José Luis López de Lacalle ha derrotado a la ignominia con una frase de cuya verdad puedo testificar: "A nosotros ya no nos para nadie". Este plural optimista no es sólo un juicio de hecho; es también un juicio de valor. El juicio quiere decir, en efecto, varias cosas: "A mí nadie me hará callar"; y también, "lo que digo para mí vale para otros, con los que me siento solidario, esto es, lo que afirmo para mí, quiero, y creo, que servirá también para otros, para aquellos a los que me refiero cuando les incluyo en el término 'nosotros". Provoca la frase, también, ahora, un sarcasmo abyecto, que podrán celebrar los asesinos ("¡vaya si te hemos parado!"); un sarcasmo que podrán comprender acaso los que, lamentando la muerte, entienden su carácter inevitable (me refiero, claro está, a los del Pacto de Lizarra). Pero José Luis López de Lacalle, con su frase, estaba separando el morir y el matar. La muerte es, desde luego, la detención final, el destino al que no podemos escapar. Pero al haber elegido morir, aunque lo maten, por defender su propia coherencia ética, esto es, su derecho a vivir como ha elegido, con libertad hasta el final, ha integrado el morir como el acto final de su propia trayectoria y ha impedido que la muerte que le han causado sea su derrota.La primera separación entre el morir y el matar afecta así a la propia dignidad de la persona y a la aceptación libre de su vida, hasta el final de la misma. Escamotea la muerte del campo de decisión de los asesinos y la convierte, en el mismo momento del acto criminal perpetrado contra la víctima, en la última asunción de la libertad: no he elegido que me maten, pero he elegido que, aunque me maten, el morir se convierta en la asunción de mi modelo de vivir, hasta la muerte. No piensen los lectores que éstas son sutilezas abstractas. Es algo cotidiano en un país amenazado por el terrorismo. Al temor y al dolor se les vence con esta especie de moral estoica, o de decencia, si queremos emplear términos menos altisonantes, por la que la posible víctima se niega a que le paren mientras vive y a que, cuando deciden matarla, le arrebaten su propio morir, como acto final de su vida.

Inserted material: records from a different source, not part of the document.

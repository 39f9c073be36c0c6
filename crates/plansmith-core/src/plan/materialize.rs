//! Plan materialization: turn a [`Plan`] into a repository with milestones
//! and issues on the tracker.
//!
//! The workflow is strictly sequential:
//!
//! 1. create the repository (abort on failure)
//! 2. resolve the owner login (abort on failure, repository is kept)
//! 3. for each milestone in plan order, create it, then create each of its
//!    issues tagged with the new milestone number
//!
//! Milestone and issue failures are logged, recorded in the
//! [`MaterializeReport`], and skipped. A failed milestone skips its issues.

use serde::{Deserialize, Serialize};
use tracing::{info, warn};

use crate::due_date::normalize_due_date;
use crate::tracker::{Credential, NewIssue, NewMilestone, NewRepository, RepoRef, Tracker, TrackerError};

use super::{Milestone, Plan};

/// Where and how to create the repository.
#[derive(Debug, Clone, PartialEq, Eq, Serialize, Deserialize)]
pub struct MaterializeRequest {
    pub repo_name: String,
    #[serde(default)]
    pub description: String,
    #[serde(default)]
    pub private: bool,
}

#[derive(Debug, thiserror::Error)]
pub enum MaterializeError {
    #[error("repository creation failed: {0}")]
    RepositoryCreation(#[source] TrackerError),

    #[error("could not resolve repository owner: {0}")]
    IdentityResolution(#[source] TrackerError),
}

/// Result of a single milestone or issue submission.
#[derive(Debug, Clone, PartialEq, Eq, Serialize)]
#[serde(tag = "status", rename_all = "snake_case")]
pub enum ItemOutcome {
    Created { number: u64 },
    Failed { error: String },
}

impl ItemOutcome {
    pub fn number(&self) -> Option<u64> {
        match self {
            Self::Created { number } => Some(*number),
            Self::Failed { .. } => None,
        }
    }
}

#[derive(Debug, Clone, PartialEq, Eq, Serialize)]
pub struct IssueReport {
    pub title: String,
    #[serde(flatten)]
    pub outcome: ItemOutcome,
}

#[derive(Debug, Clone, PartialEq, Eq, Serialize)]
pub struct MilestoneReport {
    pub title: String,
    #[serde(flatten)]
    pub outcome: ItemOutcome,
    pub issues: Vec<IssueReport>,
    /// Issues never submitted because the milestone itself failed.
    pub skipped_issues: usize,
}

/// Per-item account of a materialization that got past repository
/// creation and identity resolution.
#[derive(Debug, Clone, PartialEq, Eq, Serialize)]
pub struct MaterializeReport {
    pub repo_url: String,
    pub owner: String,
    /// Repository name as normalized by the tracker.
    pub repo: String,
    pub milestones: Vec<MilestoneReport>,
}

impl MaterializeReport {
    pub fn milestones_created(&self) -> usize {
        self.milestones
            .iter()
            .filter(|m| m.outcome.number().is_some())
            .count()
    }

    pub fn issues_created(&self) -> usize {
        self.milestones
            .iter()
            .flat_map(|m| &m.issues)
            .filter(|i| i.outcome.number().is_some())
            .count()
    }

    /// Milestones and issues that were attempted or skipped but not created.
    pub fn failures(&self) -> usize {
        self.milestones
            .iter()
            .map(|m| {
                let milestone = usize::from(m.outcome.number().is_none());
                let issues = m.issues.iter().filter(|i| i.outcome.number().is_none()).count();
                milestone + issues + m.skipped_issues
            })
            .sum()
    }
}

/// Materialize `plan` into a new repository owned by `credential`'s user.
///
/// Returns an error only when the repository cannot be created or its owner
/// cannot be resolved. Everything after that is best-effort and reported
/// item by item.
pub async fn materialize_plan(
    tracker: &dyn Tracker,
    credential: &Credential,
    request: &MaterializeRequest,
    plan: &Plan,
) -> Result<MaterializeReport, MaterializeError> {
    let repository = tracker
        .create_repository(
            credential,
            &NewRepository {
                name: request.repo_name.clone(),
                description: request.description.clone(),
                private: request.private,
            },
        )
        .await
        .map_err(MaterializeError::RepositoryCreation)?;
    info!(repo = %repository.name, url = %repository.html_url, "repository created");

    let owner = tracker
        .current_user(credential)
        .await
        .map_err(MaterializeError::IdentityResolution)?;

    let repo = RepoRef::new(&owner, &repository.name);
    let mut milestones = Vec::with_capacity(plan.milestones.len());
    for milestone in &plan.milestones {
        milestones.push(materialize_milestone(tracker, credential, repo, milestone).await);
    }

    let report = MaterializeReport {
        repo_url: repository.html_url,
        owner,
        repo: repository.name,
        milestones,
    };
    info!(
        owner = %report.owner,
        repo = %report.repo,
        milestones = report.milestones_created(),
        issues = report.issues_created(),
        failures = report.failures(),
        "plan materialized"
    );
    Ok(report)
}

async fn materialize_milestone(
    tracker: &dyn Tracker,
    credential: &Credential,
    repo: RepoRef<'_>,
    milestone: &Milestone,
) -> MilestoneReport {
    let new_milestone = NewMilestone {
        title: milestone.title.clone(),
        description: milestone.description.clone(),
        due_on: normalize_due_date(milestone.due_date.as_deref()),
    };

    let number = match tracker.create_milestone(credential, repo, &new_milestone).await {
        Ok(number) => number,
        Err(e) => {
            warn!(
                %repo,
                milestone = %milestone.title,
                skipped_issues = milestone.issues.len(),
                error = %e,
                "milestone creation failed; skipping its issues"
            );
            return MilestoneReport {
                title: milestone.title.clone(),
                outcome: ItemOutcome::Failed {
                    error: e.to_string(),
                },
                issues: Vec::new(),
                skipped_issues: milestone.issues.len(),
            };
        }
    };
    info!(%repo, milestone = %milestone.title, number, "milestone created");

    let mut issues = Vec::with_capacity(milestone.issues.len());
    for issue in &milestone.issues {
        let new_issue = NewIssue {
            title: issue.title.clone(),
            body: issue.description.clone(),
            milestone: number,
        };
        let outcome = match tracker.create_issue(credential, repo, &new_issue).await {
            Ok(issue_number) => ItemOutcome::Created {
                number: issue_number,
            },
            Err(e) => {
                warn!(%repo, issue = %issue.title, milestone = number, error = %e, "issue creation failed");
                ItemOutcome::Failed {
                    error: e.to_string(),
                }
            }
        };
        issues.push(IssueReport {
            title: issue.title.clone(),
            outcome,
        });
    }

    MilestoneReport {
        title: milestone.title.clone(),
        outcome: ItemOutcome::Created { number },
        issues,
        skipped_issues: 0,
    }
}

Sólo después de esta primera reflexión podemos pasar a la siguiente: ¿saben por qué es distinto que, esta vez, el asesinato se haya perpetrado contra José Luis López de Lacalle, que el que lo haya sido contra cualquier otra persona que se limita a tener, y sostener, su propio pensamiento? No, desde luego, por la maldad del acto, que es la misma, sino por la capacidad que tiene de que esa maldad se haga patente. En ética política, que es una ética que debe atender a los resultados prácticos de las acciones, esto es importante. Este crimen aparece así como un ejemplo de perversión. La víctima, en este caso, no solamente ha sabido defender hasta la muerte su libertad y su independencia. Ha lanzado además al rostro de sus asesinos, y al de los que, sin serlo, están salpicados por la perversión del acto, su vida entera de luchador y de dialogante. Dos cualidades a recordar: su diploma de luchador por la democracia lo tiene ganado, a lo largo de decenas de años de enfrentamiento a la dictadura y de cinco años de cárcel; su condición dialogante, paradójicamente, no le ha salvado del asesinato, sino que, seguramente, lo ha precipitado. Porque en una sociedad política en donde se intenta imponer una legitimidad que definen unos pocos, el diálogo es un motivo para que quien lo practica pueda ser eliminado. La perversión del crimen, siendo la misma cualquiera que fuera la víctima, muestra hoy su condición de ejemplo. Se le ha matado por sus buenos méritos.

Pero hay algo más, cuando estamos considerando el ejemplo de perversión. Ésta se ha extendido entre nosotros a la sociedad en que nos toca vivir y morir, por la introducción de ese principio de legitimidad no democrática que pasa, primero, por la práctica del crimen como vía para imponer los resultados políticos; pero, en segundo lugar, por la proposición misma de la legitimidad nacional, como una realidad esencial (o resultado de la justificación por una historia falsificada, lo que viene a ser lo mismo) que se impone sobre la legitimidad ciudadana. Y esta perversión ha inficionado a sectores responsables del nacionalismo no violento. Peor aún: el propio Gobierno vasco no ha sabido presentar lo que debe ser la cara imparcial y de defensa de los ciudadanos en un orden de Derecho.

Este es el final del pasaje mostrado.